All avian creation set up camp in our yard. Redbirds and bluebirds. Eastern towhees and dark-eyed juncos and white-throated sparrows. House finches and goldfinches. Carolina wrens and Carolina chickadees. Tufted titmice and white-breasted nuthatches. Blue jays and mockingbirds and mourning doves and nearly every kind of backyard woodpecker: downy woodpeckers and hairy woodpeckers, red-bellied woodpeckers and Northern flickers. Grackles and starlings and brown-headed cowbirds and red-winged blackbirds.

The birds were a flurry of motion set against a tableau of stillness: jostling and rustling, flitting between the seeds on the ground and the water in the heated bird bath, rising as one when I opened the back to door to take out the dog, diving for cover when the blue jays sent out a warning that hawks were on the wing.

In Memphis, people were dancing in the snowy streets. In Wilson County and in Knoxville, river otters seemed to be doing the same thing. From every room in our house, I could hear the sledders squealing on the hill just past our yard. Their dogs leaped joyfully beside them, at least until they discovered the suet balls in our mealworm feeders. We didn’t mind. It’s hard to fault a cold dog for grabbing a snack made mostly of peanut butter.

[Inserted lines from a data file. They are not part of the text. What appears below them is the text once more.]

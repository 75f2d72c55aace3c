use anyhow::{anyhow, Result};
use parking_lot::Mutex;
use std::{sync::Arc, time::Duration};

use super::{
    events::{PollEvent, PollStats},
    table::KnownAps,
};
use crate::{
    api::{client::ScanSource, types::AccessPoint},
    config::ScanViewConfig,
    render::{placeholder_row, render_table_body, RenderTarget},
};

/// State shared between the poller handle and its running loop.
#[derive(Default)]
struct PollerShared {
    known: KnownAps,
    active: bool,
    /// Bumped on every activate/deactivate; a loop only applies results
    /// while its own generation is current.
    generation: u64,
    stats: PollStats,
    subscribers: Vec<flume::Sender<PollEvent>>,
}

impl PollerShared {
    fn notify(&mut self, event: PollEvent) {
        self.subscribers.retain(|tx| tx.send(event.clone()).is_ok());
    }
}

/// Cloneable read access to a poller's table, counters and events.
#[derive(Clone)]
pub struct PollerMonitor {
    shared: Arc<Mutex<PollerShared>>,
}

impl PollerMonitor {
    pub fn is_active(&self) -> bool {
        self.shared.lock().active
    }

    pub fn known(&self) -> KnownAps {
        self.shared.lock().known.clone()
    }

    pub fn stats(&self) -> PollStats {
        self.shared.lock().stats.clone()
    }

    pub fn subscribe(&self) -> flume::Receiver<PollEvent> {
        let (tx, rx) = flume::unbounded();
        self.shared.lock().subscribers.push(tx);
        rx
    }
}

/// Periodically scans for access points and keeps a rendered table current.
///
/// The next scan is scheduled `interval` after the previous cycle finished,
/// so the real period is request latency plus `interval`. Failed scans are
/// logged and retried on the same cadence.
pub struct ScanPoller {
    source: Arc<dyn ScanSource>,
    target: Arc<dyn RenderTarget>,
    interval: Duration,
    shared: Arc<Mutex<PollerShared>>,
    task: Option<tokio::task::JoinHandle<()>>,
}

impl ScanPoller {
    pub fn new(
        source: Arc<dyn ScanSource>,
        target: Arc<dyn RenderTarget>,
        interval: Duration,
    ) -> Self {
        Self {
            source,
            target,
            interval,
            shared: Arc::new(Mutex::new(PollerShared::default())),
            task: None,
        }
    }

    pub fn from_config(
        config: &ScanViewConfig,
        source: Arc<dyn ScanSource>,
        target: Arc<dyn RenderTarget>,
    ) -> Self {
        Self::new(source, target, config.interval())
    }

    pub fn interval(&self) -> Duration {
        self.interval
    }

    /// True while a poll loop is running. A loop that died (a panicking
    /// source) no longer counts.
    pub fn is_active(&self) -> bool {
        self.shared.lock().active && self.loop_running()
    }

    fn loop_running(&self) -> bool {
        self.task.as_ref().is_some_and(|task| !task.is_finished())
    }

    /// Snapshot of every network seen so far.
    pub fn known(&self) -> KnownAps {
        self.monitor().known()
    }

    pub fn stats(&self) -> PollStats {
        self.monitor().stats()
    }

    /// Receive a [`PollEvent`] after every cycle. Dropping the receiver
    /// unsubscribes.
    pub fn subscribe(&self) -> flume::Receiver<PollEvent> {
        self.monitor().subscribe()
    }

    /// Read-only view of this poller that can outlive a borrow of it.
    pub fn monitor(&self) -> PollerMonitor {
        PollerMonitor {
            shared: self.shared.clone(),
        }
    }

    /// Show the placeholder row and start polling with an immediate scan.
    ///
    /// Does nothing if already active. Must be called from within a tokio
    /// runtime.
    pub fn activate(&mut self) -> Result<()> {
        if self.is_active() {
            log::debug!("WiFi scan poller already active");
            return Ok(());
        }
        if self.shared.lock().active {
            log::warn!("WiFi scan loop exited unexpectedly; restarting");
        }
        let runtime = tokio::runtime::Handle::try_current()
            .map_err(|err| anyhow!("WiFi scan poller needs a tokio runtime: {err}"))?;

        let generation = {
            let mut shared = self.shared.lock();
            shared.active = true;
            shared.generation += 1;
            shared.generation
        };

        if let Err(err) = self.target.replace(&placeholder_row()) {
            log::warn!("Failed to render scanning placeholder: {err}");
        }

        let poll_loop = PollLoop {
            source: self.source.clone(),
            target: self.target.clone(),
            shared: self.shared.clone(),
            interval: self.interval,
            generation,
        };
        self.task = Some(runtime.spawn(poll_loop.run()));
        log::info!(
            "WiFi scan polling started (generation {generation}, every {:?})",
            self.interval
        );
        Ok(())
    }

    /// Stop polling. Cancels the pending timer and stops waiting on any
    /// request in flight; a request already running on the blocking pool
    /// finishes (or times out) on its own and its result is dropped.
    /// The known-networks table is kept for the next activation.
    pub fn deactivate(&mut self) {
        let was_active = {
            let mut shared = self.shared.lock();
            let was_active = shared.active;
            shared.active = false;
            shared.generation += 1;
            was_active
        };
        if let Some(task) = self.task.take() {
            task.abort();
        }
        if was_active {
            log::info!("WiFi scan polling stopped");
        }
    }
}

impl Drop for ScanPoller {
    fn drop(&mut self) {
        if let Some(task) = self.task.take() {
            task.abort();
        }
    }
}

struct PollLoop {
    source: Arc<dyn ScanSource>,
    target: Arc<dyn RenderTarget>,
    shared: Arc<Mutex<PollerShared>>,
    interval: Duration,
    generation: u64,
}

/// What merging one scan result produced.
enum Merge {
    /// The activation this loop belongs to has ended.
    Stale,
    /// The scan failed; already recorded and reported.
    Failed,
    /// The table changed; `body` still has to reach the render target.
    Merged {
        cycle: u64,
        added: usize,
        body: String,
    },
}

impl PollLoop {
    async fn run(self) {
        loop {
            let outcome = self.source.scan().await;
            if !self.finish_cycle(outcome).await {
                return;
            }
            tokio::time::sleep(self.interval).await;
        }
    }

    /// Merge, render and report one scan result. Returns false once this
    /// loop's activation is over.
    async fn finish_cycle(&self, outcome: Result<Vec<AccessPoint>>) -> bool {
        let (cycle, added, body) = match self.merge(outcome) {
            Merge::Stale => return false,
            Merge::Failed => return true,
            Merge::Merged { cycle, added, body } => (cycle, added, body),
        };

        // The state lock is not held while the target does its I/O.
        let rendered = self.render(body).await;

        let mut shared = self.shared.lock();
        if let Err(err) = rendered {
            log::warn!("Failed to render WiFi networks: {err}");
            shared.stats.render_failures += 1;
        }
        shared.stats.record_success();
        let networks = shared.known.len();
        log::debug!("Scan cycle {cycle}: {networks} networks known ({added} new)");
        shared.notify(PollEvent::Rendered {
            cycle,
            networks,
            added,
        });
        true
    }

    /// Generation check, table merge and body rendering under the state lock.
    fn merge(&self, outcome: Result<Vec<AccessPoint>>) -> Merge {
        let mut guard = self.shared.lock();
        let shared = &mut *guard;

        if !shared.active || shared.generation != self.generation {
            log::debug!(
                "Dropping scan result from ended activation (generation {})",
                self.generation
            );
            shared.notify(PollEvent::Discarded {
                generation: self.generation,
            });
            return Merge::Stale;
        }

        shared.stats.cycles += 1;
        let cycle = shared.stats.cycles;

        match outcome {
            Ok(access_points) => {
                let added = shared.known.upsert_all(access_points);
                Merge::Merged {
                    cycle,
                    added,
                    body: render_table_body(&shared.known),
                }
            }
            Err(err) => {
                let error = format!("{err:#}");
                log::warn!(
                    "WiFi scan cycle {cycle} failed: {error}; retrying in {:?}",
                    self.interval
                );
                shared.stats.record_failure(error.clone());
                shared.notify(PollEvent::Failed { cycle, error });
                Merge::Failed
            }
        }
    }

    async fn render(&self, body: String) -> Result<()> {
        if !self.target.blocks() {
            return self.target.replace(&body);
        }
        let target = self.target.clone();
        tokio::task::spawn_blocking(move || target.replace(&body))
            .await
            .map_err(|err| anyhow!("Render task failed: {err}"))?
    }
}

#[cfg(test)]
mod tests {
    use super::*;
    use crate::render::SharedTarget;
    use async_trait::async_trait;

    struct Fixed(Vec<AccessPoint>);

    #[async_trait]
    impl ScanSource for Fixed {
        async fn scan(&self) -> Result<Vec<AccessPoint>> {
            Ok(self.0.clone())
        }
    }

    #[test]
    fn test_activate_outside_runtime_fails_cleanly() {
        let target = SharedTarget::new();
        let mut poller = ScanPoller::new(
            Arc::new(Fixed(Vec::new())),
            Arc::new(target.clone()),
            Duration::from_secs(5),
        );
        assert!(poller.activate().is_err());
        assert!(!poller.is_active());
        assert_eq!(target.renders(), 0);
    }

    #[test]
    fn test_deactivate_when_idle_is_a_no_op() {
        let mut poller = ScanPoller::new(
            Arc::new(Fixed(Vec::new())),
            Arc::new(SharedTarget::new()),
            Duration::from_secs(5),
        );
        poller.deactivate();
        poller.deactivate();
        assert!(!poller.is_active());
    }

    #[tokio::test(start_paused = true)]
    async fn test_first_cycle_renders_rows() {
        let target = SharedTarget::new();
        let mut poller = ScanPoller::new(
            Arc::new(Fixed(vec![AccessPoint::new("A", "WPA2", 80.0)])),
            Arc::new(target.clone()),
            Duration::from_secs(5),
        );
        let events = poller.subscribe();
        poller.activate().unwrap();

        let event = events.recv_async().await.unwrap();
        assert_eq!(
            event,
            PollEvent::Rendered {
                cycle: 1,
                networks: 1,
                added: 1
            }
        );
        assert!(target.body().contains("data-ssid=\"A\""));
        assert_eq!(target.renders(), 2);
        poller.deactivate();
    }

    struct Failing;

    impl RenderTarget for Failing {
        fn replace(&self, _table_body: &str) -> Result<()> {
            Err(anyhow!("disk full"))
        }

        fn blocks(&self) -> bool {
            false
        }
    }

    #[tokio::test(start_paused = true)]
    async fn test_render_failures_are_counted_and_polling_continues() {
        let mut poller = ScanPoller::new(
            Arc::new(Fixed(vec![AccessPoint::new("A", "WPA2", 80.0)])),
            Arc::new(Failing),
            Duration::from_secs(5),
        );
        let events = poller.subscribe();
        poller.activate().unwrap();

        for expected in 1..=2 {
            match events.recv_async().await.unwrap() {
                PollEvent::Rendered { cycle, .. } => assert_eq!(cycle, expected),
                other => panic!("expected a rendered cycle, got {other:?}"),
            }
        }
        let stats = poller.stats();
        assert_eq!(stats.render_failures, 2);
        assert_eq!(stats.successes, 2);
        assert!(poller.is_active());
        poller.deactivate();
    }

    #[tokio::test]
    async fn test_result_from_ended_generation_is_discarded() {
        let target = SharedTarget::new();
        let shared = Arc::new(Mutex::new(PollerShared::default()));
        let events = {
            let mut state = shared.lock();
            state.active = true;
            state.generation = 2;
            state.known.upsert(AccessPoint::new("kept", "WPA2", 50.0));
            let (tx, rx) = flume::unbounded();
            state.subscribers.push(tx);
            rx
        };
        let stale = PollLoop {
            source: Arc::new(Fixed(Vec::new())),
            target: Arc::new(target.clone()),
            shared: shared.clone(),
            interval: Duration::from_secs(5),
            generation: 1,
        };

        let keep_going = stale
            .finish_cycle(Ok(vec![AccessPoint::new("late", "Open", 10.0)]))
            .await;

        assert!(!keep_going);
        let state = shared.lock();
        assert_eq!(state.known.ssids(), vec!["kept".to_string()]);
        assert_eq!(state.stats.cycles, 0);
        assert_eq!(target.renders(), 0);
        assert_eq!(
            events.try_recv().unwrap(),
            PollEvent::Discarded { generation: 1 }
        );
    }

    /// Panics on the first scan, then returns one network.
    struct PanicsOnce(std::sync::atomic::AtomicBool);

    #[async_trait]
    impl ScanSource for PanicsOnce {
        async fn scan(&self) -> Result<Vec<AccessPoint>> {
            if !self.0.swap(true, std::sync::atomic::Ordering::SeqCst) {
                panic!("scan source blew up");
            }
            Ok(vec![AccessPoint::new("back", "WPA2", 60.0)])
        }
    }

    #[tokio::test(start_paused = true)]
    async fn test_activate_restarts_after_loop_panic() {
        let target = SharedTarget::new();
        let mut poller = ScanPoller::new(
            Arc::new(PanicsOnce(Default::default())),
            Arc::new(target.clone()),
            Duration::from_secs(5),
        );
        let events = poller.subscribe();
        poller.activate().unwrap();

        while !poller.task.as_ref().unwrap().is_finished() {
            tokio::task::yield_now().await;
        }
        assert!(!poller.is_active());

        poller.activate().unwrap();
        assert!(matches!(
            events.recv_async().await.unwrap(),
            PollEvent::Rendered { cycle: 1, .. }
        ));
        assert!(poller.is_active());
        assert!(target.body().contains("data-ssid=\"back\""));
        poller.deactivate();
    }
}
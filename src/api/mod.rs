//! Device-facing API: the scan payload types and the HTTP client that
//! fetches them.

pub mod client;
pub mod types;

pub use client::{DeviceClient, ScanSource};
pub use types::{AccessPoint, ScanResponse};
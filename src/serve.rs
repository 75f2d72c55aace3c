//! Publishes the setup view over HTTP while the poller keeps it current.

use anyhow::{anyhow, Result};
use axum::{
    extract::State,
    response::{Html, Redirect},
    routing::get,
    Json, Router,
};
use serde::Serialize;
use std::future::Future;

use crate::{
    core::{events::PollStats, poller::PollerMonitor},
    render::{render_page, SharedTarget},
};

#[derive(Clone)]
pub struct ViewState {
    pub target: SharedTarget,
    pub monitor: PollerMonitor,
    /// Auto-refresh period of the full page, in seconds
    pub refresh_secs: u64,
}

#[derive(Debug, Serialize)]
struct StatusBody {
    active: bool,
    degraded: bool,
    networks: usize,
    stats: PollStats,
}

pub fn router(state: ViewState) -> Router {
    Router::new()
        .route("/", get(|| async { Redirect::to("/setup") }))
        .route("/setup", get(setup_page))
        .route("/setup/networks", get(networks_fragment))
        .route("/setup/status", get(poll_status))
        .with_state(state)
}

async fn setup_page(State(state): State<ViewState>) -> Html<String> {
    Html(render_page(&state.target.body(), Some(state.refresh_secs)))
}

async fn networks_fragment(State(state): State<ViewState>) -> Html<String> {
    Html(state.target.body())
}

async fn poll_status(State(state): State<ViewState>) -> Json<StatusBody> {
    let stats = state.monitor.stats();
    Json(StatusBody {
        active: state.monitor.is_active(),
        degraded: stats.is_degraded(),
        networks: state.monitor.known().len(),
        stats,
    })
}

/// Serve the view on `127.0.0.1:<port>` until `shutdown` resolves.
pub async fn run_view_server(
    port: u16,
    state: ViewState,
    shutdown: impl Future<Output = ()> + Send + 'static,
) -> Result<()> {
    let addr = format!("127.0.0.1:{port}");
    let listener = tokio::net::TcpListener::bind(&addr)
        .await
        .map_err(|err| anyhow!("Failed to bind view server to {addr}: {err}"))?;
    log::info!("Setup view available at http://{addr}/setup");

    axum::serve(listener, router(state))
        .with_graceful_shutdown(shutdown)
        .await
        .map_err(|err| anyhow!("View server error: {err}"))
}
//! Scanview — live WiFi network table for device setup
//!
//! This crate implements the "setup wifi" view of a device web UI: while the
//! view is active it polls the device's `wifi/scan` endpoint, merges every
//! reported access point into a table keyed by SSID and renders that table
//! as HTML rows with a "Connect" button per network.
//!
//! The poller talks to the device through the [`api::ScanSource`] trait and
//! draws through [`render::RenderTarget`], so both can be swapped out. The
//! [`pages`] module provides the activation contract a page router uses to
//! start and stop it.

pub mod api;
#[doc(hidden)]
pub mod boot;
#[doc(hidden)]
pub mod cli;
pub mod config;
pub mod core;
pub mod pages;
pub mod render;
pub mod serve;

pub use api::{AccessPoint, DeviceClient, ScanResponse, ScanSource};
pub use config::ScanViewConfig;
pub use crate::core::{KnownAps, PollEvent, PollStats, PollerMonitor, ScanPoller};
pub use pages::{Page, PagesMap, WifiSetupPage};
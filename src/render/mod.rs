//! Turning the known-networks table into HTML and delivering it somewhere.

pub mod html;
pub mod table;
pub mod target;

pub use table::{placeholder_row, render_page, render_table_body, TABLE_BODY_ID};
pub use target::{FileTarget, MultiTarget, RenderTarget, SharedTarget, StdoutTarget};
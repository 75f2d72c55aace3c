//! Minimal element tree for building HTML fragments.
//!
//! Text and attribute values are escaped when serialised, so data coming
//! from the device can never inject markup.

use std::fmt::{self, Write};

/// Elements that never have content or a closing tag.
const VOID_TAGS: &[&str] = &["br", "hr", "img", "input", "link", "meta"];

#[derive(Debug, Clone, PartialEq)]
pub enum Node {
    Element(Element),
    Text(String),
}

#[derive(Debug, Clone, PartialEq)]
pub struct Element {
    tag: &'static str,
    attrs: Vec<(&'static str, String)>,
    children: Vec<Node>,
}

impl Element {
    pub fn new(tag: &'static str) -> Self {
        Self {
            tag,
            attrs: Vec::new(),
            children: Vec::new(),
        }
    }

    pub fn attr(mut self, name: &'static str, value: impl Into<String>) -> Self {
        self.attrs.push((name, value.into()));
        self
    }

    pub fn child(mut self, element: Element) -> Self {
        self.children.push(Node::Element(element));
        self
    }

    pub fn text(mut self, text: impl Into<String>) -> Self {
        self.children.push(Node::Text(text.into()));
        self
    }

    pub fn children(mut self, elements: impl IntoIterator<Item = Element>) -> Self {
        self.children.extend(elements.into_iter().map(Node::Element));
        self
    }

    pub fn to_html(&self) -> String {
        self.to_string()
    }
}

impl fmt::Display for Element {
    fn fmt(&self, f: &mut fmt::Formatter<'_>) -> fmt::Result {
        write!(f, "<{}", self.tag)?;
        for (name, value) in &self.attrs {
            write!(f, " {name}=\"")?;
            write_escaped(f, value)?;
            f.write_char('"')?;
        }
        f.write_char('>')?;
        if VOID_TAGS.contains(&self.tag) {
            return Ok(());
        }
        for child in &self.children {
            fmt::Display::fmt(child, f)?;
        }
        write!(f, "</{}>", self.tag)
    }
}

impl fmt::Display for Node {
    fn fmt(&self, f: &mut fmt::Formatter<'_>) -> fmt::Result {
        match self {
            Node::Element(element) => fmt::Display::fmt(element, f),
            Node::Text(text) => write_escaped(f, text),
        }
    }
}

fn write_escaped(f: &mut impl Write, raw: &str) -> fmt::Result {
    for ch in raw.chars() {
        match ch {
            '&' => f.write_str("&amp;")?,
            '<' => f.write_str("&lt;")?,
            '>' => f.write_str("&gt;")?,
            '"' => f.write_str("&quot;")?,
            '\'' => f.write_str("&#39;")?,
            other => f.write_char(other)?,
        }
    }
    Ok(())
}

/// Escape a string for use as HTML text or a quoted attribute value.
pub fn escape(raw: &str) -> String {
    let mut out = String::with_capacity(raw.len());
    // Writing into a String cannot fail.
    let _ = write_escaped(&mut out, raw);
    out
}
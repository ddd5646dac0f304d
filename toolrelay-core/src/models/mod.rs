pub mod channel;
pub mod envelope;
pub mod frame;
pub mod id;

pub use envelope::{HeaderField, RequestEnvelope, ResponseEnvelope};
pub use frame::{CloseReason, ControlFrame, SessionNotice};
pub use id::{RequestId, SessionId};
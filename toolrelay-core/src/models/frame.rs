//! Control frames sent to streaming clients and session lifecycle notices

use chrono::Utc;
use serde::{Deserialize, Serialize};

use super::id::SessionId;

/// Frames generated by the streaming endpoint itself (application events
/// are relayed verbatim and never wrapped).
#[derive(Debug, Clone, PartialEq, Eq, Serialize, Deserialize)]
#[serde(tag = "type", rename_all = "lowercase", rename_all_fields = "camelCase")]
pub enum ControlFrame {
    Connection { status: String, session_id: SessionId },
    Ping { timestamp: i64 },
}

impl ControlFrame {
    #[must_use]
    pub fn established(session_id: SessionId) -> Self {
        Self::Connection {
            status: "established".to_string(),
            session_id,
        }
    }

    #[must_use]
    pub fn ping() -> Self {
        Self::Ping {
            timestamp: Utc::now().timestamp_millis(),
        }
    }
}

/// Why a streaming connection ended
#[derive(Debug, Clone, Copy, PartialEq, Eq, Hash, Serialize, Deserialize)]
#[serde(rename_all = "snake_case")]
pub enum CloseReason {
    ClientAbort,
    MaxDuration,
    ServerError,
    Shutdown,
}

impl CloseReason {
    #[must_use]
    pub const fn as_str(self) -> &'static str {
        match self {
            Self::ClientAbort => "client_abort",
            Self::MaxDuration => "max_duration",
            Self::ServerError => "server_error",
            Self::Shutdown => "shutdown",
        }
    }
}

impl std::fmt::Display for CloseReason {
    fn fmt(&self, f: &mut std::fmt::Formatter<'_>) -> std::fmt::Result {
        f.write_str(self.as_str())
    }
}

/// Published on `session:{sessionId}`
#[derive(Debug, Clone, PartialEq, Eq, Serialize, Deserialize)]
#[serde(tag = "type", rename_all = "lowercase", rename_all_fields = "camelCase")]
pub enum SessionNotice {
    Disconnected {
        session_id: SessionId,
        reason: CloseReason,
        timestamp: i64,
    },
}

impl SessionNotice {
    #[must_use]
    pub fn disconnected(session_id: SessionId, reason: CloseReason) -> Self {
        Self::Disconnected {
            session_id,
            reason,
            timestamp: Utc::now().timestamp_millis(),
        }
    }
}

#[cfg(test)]
mod tests {
    use super::*;

    #[test]
    fn test_connection_frame_shape() {
        let frame = ControlFrame::established(SessionId::parse("abc").unwrap());
        let value = serde_json::to_value(&frame).unwrap();
        assert_eq!(
            value,
            serde_json::json!({"type": "connection", "status": "established", "sessionId": "abc"})
        );
    }

    #[test]
    fn test_ping_frame_shape() {
        let value = serde_json::to_value(ControlFrame::ping()).unwrap();
        assert_eq!(value["type"], "ping");
        assert!(value["timestamp"].as_i64().unwrap() > 0);
    }

    #[test]
    fn test_disconnect_notice_shape() {
        let notice =
            SessionNotice::disconnected(SessionId::parse("abc").unwrap(), CloseReason::MaxDuration);
        let value = serde_json::to_value(&notice).unwrap();
        assert_eq!(value["type"], "disconnected");
        assert_eq!(value["sessionId"], "abc");
        assert_eq!(value["reason"], "max_duration");
    }
}
pub mod broker;
pub mod error;
pub mod handler;
pub mod relay;
pub mod session;
pub mod stream;
pub mod transport;

pub use broker::{Broker, MemoryBroker, RedisBroker, SharedBroker, Subscription};
pub use error::{BrokerError, RelayError};
pub use handler::{ProtocolHandler, SessionContext, SharedHandler};
pub use relay::{PendingState, Relay, RelayResponse};
pub use session::{SessionInfo, SessionRegistry, SessionState};
pub use stream::{StreamConfig, StreamSession, StreamState};
pub use transport::{
    response_channel, CompletionError, LiveResponse, ResponseHandle, ResponseWriter,
    TransportKind, TransportRequest,
};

In “The Book of (More) Delights,” the poet and essayist Ross Gay writes about the gift of time that opens up whenever he unexpectedly arrives at an appointment early, or when the person he plans to meet is running late. Such unplanned changes in agenda can feel, he writes, “like the universe just dropped a bouquet of time, and often a luminous bouquet of time, in your lap.”

That’s what a snow day feels like here. A snow day in the American South on an overheating planet is exactly like an extravagant bouquet of luminous time that comes out of nowhere and lasts as long as it cares to, on a schedule we cannot entirely predict, much less control. Last week the sky offered an unexpected gift of time. Thank God I had no choice but to take it.